The act of providing or serving digital content or an online service typically delivered by a business.

The service or content is generally served locally from your own hardware. Often "self-hosters" use older Enterprise-grade hardware from their home internet connections however they also use other hosting providers hardware. This is still considered self-hosting.

One of the easiest things to self-host with the lowest barrier to entry is a website. For the most basic website of your own, all you need is a domain name and a webserver. Then you throw a few lines of HTML in a file and you have yourself a "website". With a service like Let's Encrypt, securing the site with a SSL certificate is easy too.

A lot of different services that you can self-host are "websites". There are dynamic sites with robust content management systems like Joomla!, Drupal, WordPress, or b2evolution. There are forums like phpBB, MyBB, vBulletin, Discourse, etc. Knowledge bases like DokuWiki, MediaWiki, BookStack, or Gollum are also websites. These websites only require a webserver, an interpreter (PHP), and a database (SQLite, PostgreSQL, MySQL).

Just about everything these days has a web UI or frontend to make things easier. HTTP/HTML/JS are well-understood standards that are ubiquitous. There are many libraries for converting or presenting your content in a web-friendly way for almost all programming languages you can learn.

It can be hard for someone unfamiliar to find the difference between the "website" frontend and the content backend. Sometimes the difference is almost non-existent. Sometimes there are many layers and systems working behind the scenes to make it happen.

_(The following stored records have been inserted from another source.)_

use log::debug;

use crate::common::types::{PageId, Rid, INVALID_PAGE_ID};
use crate::index::btree::error::BTreeError;
use crate::index::btree::key::IndexKey;
use crate::index::btree::page::{
    page_type_of, HeaderPage, InternalPageMut, InternalPageRef, LeafPageMut, LeafPageRef, PageType,
};
use crate::index::btree::tree::base::{BPlusTree, Context, ParentLink};
use crate::storage::buffer::page_guard::WritePageGuard;

impl<K: IndexKey> BPlusTree<K> {
    /// Insert a key/rid pair. Returns false when the key is already present
    /// (unique index); the tree is unchanged in that case.
    ///
    /// Write descent: the header page is latched first so the root pointer
    /// cannot move underneath us, then exclusive latches crab down,
    /// releasing every ancestor as soon as the current node cannot split.
    pub fn insert(&self, key: K, rid: Rid) -> Result<bool, BTreeError> {
        let mut ctx = Context::new();

        let mut header = self.bpm.fetch_page_write(self.header_page_id)?;
        let root_id = HeaderPage::root_page_id(header.data());

        if root_id == INVALID_PAGE_ID {
            // Empty tree: the first insert starts a root leaf
            let (leaf_pid, basic) = self.bpm.new_page_guarded()?;
            let mut leaf_guard = basic.upgrade_write();
            let mut leaf = LeafPageMut::<K>::init(leaf_guard.data_mut(), self.leaf_max_size);
            leaf.insert(&key, rid);
            HeaderPage::set_root_page_id(header.data_mut(), leaf_pid);
            return Ok(true);
        }

        ctx.header_page = Some(header);

        let mut guard = self.bpm.fetch_page_write(root_id)?;

        loop {
            match page_type_of(guard.data()) {
                PageType::Leaf => break,
                PageType::Internal => {
                    let (safe, child_index, child) = {
                        let node = InternalPageRef::<K>::attach(guard.data())?;
                        let (child_index, child) = node.lookup(&key);
                        (node.size() < node.max_size(), child_index, child)
                    };
                    if safe {
                        ctx.release_ancestors();
                    }
                    ctx.write_set.push(ParentLink { guard, child_index });
                    guard = self.bpm.fetch_page_write(child)?;
                }
                PageType::Invalid => {
                    return Err(BTreeError::Corrupted("descent reached an untyped page"))
                }
            }
        }

        let (safe, duplicate, full) = {
            let leaf = LeafPageRef::<K>::attach(guard.data())?;
            (
                leaf.size() + 1 < leaf.max_size(),
                leaf.find(&key).is_some(),
                leaf.size() + 1 == leaf.max_size(),
            )
        };
        if safe {
            ctx.release_ancestors();
        }
        if duplicate {
            return Ok(false);
        }

        if full {
            self.split_leaf(guard, key, rid, &mut ctx)?;
        } else {
            let mut leaf = LeafPageMut::<K>::attach(guard.data_mut())?;
            leaf.insert(&key, rid);
        }
        Ok(true)
    }

    /// Split a full leaf around its midpoint, placing the incoming pair in
    /// whichever half owns it, and push the new sibling's first key up.
    fn split_leaf(
        &self,
        mut leaf_guard: WritePageGuard,
        key: K,
        rid: Rid,
        ctx: &mut Context,
    ) -> Result<(), BTreeError> {
        let left_pid = leaf_guard.page_id();
        let (new_pid, basic) = self.bpm.new_page_guarded()?;
        let mut new_guard = basic.upgrade_write();
        debug!("splitting leaf {} into new leaf {}", left_pid, new_pid);

        let sep_key = {
            let mut old = LeafPageMut::<K>::attach(leaf_guard.data_mut())?;
            let mut new = LeafPageMut::<K>::init(new_guard.data_mut(), self.leaf_max_size);

            let min = old.min_size();
            let put_left = key < old.key_at(min - 1);
            let split_from = if put_left { min - 1 } else { min };
            old.move_tail_to(&mut new, split_from);
            if put_left {
                old.insert(&key, rid);
            } else {
                new.insert(&key, rid);
            }

            // Splice the new leaf into the sibling chain
            new.set_next_page_id(old.next_page_id());
            old.set_next_page_id(new_pid);

            new.key_at(0)
        };

        drop(new_guard);
        drop(leaf_guard);
        self.insert_into_parent(left_pid, sep_key, new_pid, ctx)
    }

    /// Record a split in the parent: either the nearest retained ancestor
    /// absorbs the (separator, new child) pair, or it splits in turn. With
    /// no retained ancestor the split node was the root, and a new root is
    /// built under the still-held header latch.
    fn insert_into_parent(
        &self,
        left_pid: PageId,
        key: K,
        right_pid: PageId,
        ctx: &mut Context,
    ) -> Result<(), BTreeError> {
        match ctx.write_set.pop() {
            Some(ParentLink { mut guard, .. }) => {
                let (size, max_size) = {
                    let node = InternalPageRef::<K>::attach(guard.data())?;
                    (node.size(), node.max_size())
                };
                if size == max_size {
                    self.split_internal(guard, key, right_pid, ctx)
                } else {
                    let mut node = InternalPageMut::<K>::attach(guard.data_mut())?;
                    let slot = node.insert_slot(&key);
                    node.insert_at(slot, &key, right_pid);
                    Ok(())
                }
            }
            None => {
                let (root_pid, basic) = self.bpm.new_page_guarded()?;
                let mut root_guard = basic.upgrade_write();
                let mut root =
                    InternalPageMut::<K>::init(root_guard.data_mut(), self.internal_max_size);
                root.populate_new_root(left_pid, &key, right_pid);

                let header = ctx
                    .header_page
                    .as_mut()
                    .ok_or(BTreeError::Corrupted("root split without the header latch"))?;
                HeaderPage::set_root_page_id(header.data_mut(), root_pid);
                debug!("tree grew a new root {}", root_pid);
                Ok(())
            }
        }
    }

    /// Split a full internal node. The promoted pair is the median-adjacent
    /// pair chosen against the incoming key; when the incoming pair itself
    /// sits at the split point it is promoted directly and never written
    /// into either half.
    fn split_internal(
        &self,
        mut node_guard: WritePageGuard,
        key: K,
        right_pid: PageId,
        ctx: &mut Context,
    ) -> Result<(), BTreeError> {
        let this_pid = node_guard.page_id();
        let (new_pid, basic) = self.bpm.new_page_guarded()?;
        let mut new_guard = basic.upgrade_write();
        debug!("splitting internal {} into new internal {}", this_pid, new_pid);

        let up_key = {
            let mut node = InternalPageMut::<K>::attach(node_guard.data_mut())?;
            let mut new = InternalPageMut::<K>::init(new_guard.data_mut(), self.internal_max_size);

            let mut mid = node.min_size() - 1;
            let put_left;
            let incoming_promoted;
            let up_key;
            let up_child;

            if key < node.key_at(mid) {
                put_left = true;
                incoming_promoted = false;
                up_key = node.key_at(mid);
                up_child = node.child_at(mid);
            } else if key > node.key_at(mid + 1) {
                put_left = false;
                incoming_promoted = false;
                mid += 1;
                up_key = node.key_at(mid);
                up_child = node.child_at(mid);
            } else {
                put_left = false;
                incoming_promoted = true;
                mid += 1;
                up_key = key.clone();
                up_child = right_pid;
            }

            if !incoming_promoted {
                node.remove_at(mid);
            }
            node.move_tail_to_new(&mut new, mid);
            new.set_child_at(0, up_child);

            if !incoming_promoted {
                let target = if put_left { &mut node } else { &mut new };
                let slot = target.insert_slot(&key);
                target.insert_at(slot, &key, right_pid);
            }

            up_key
        };

        drop(new_guard);
        drop(node_guard);
        self.insert_into_parent(this_pid, up_key, new_pid, ctx)
    }
}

It may be better to say that everything can be "accessed" through a website, even if it isn't one per-se. And if it can't, there's probably a separate piece of software that makes a web UI for it.

Examples of services with a web UI or separate web-based frontends are: BitTorrent clients like qBittorrent/Transmission, media streaming servers like Jellyfin/Navidrome, file synchronization services like Nextcloud/ownCloud/Seafile, communication services like Synapse/InspIRCd/jabberd/Mumble, and many more.

Other services use the server-client model where the entire package is in two parts. The server part that runs at all time to serve content and the client part that connects to have content served to it. Examples are: game servers like Rust/Minecraft/Factorio, FTP servers, email servers, and more.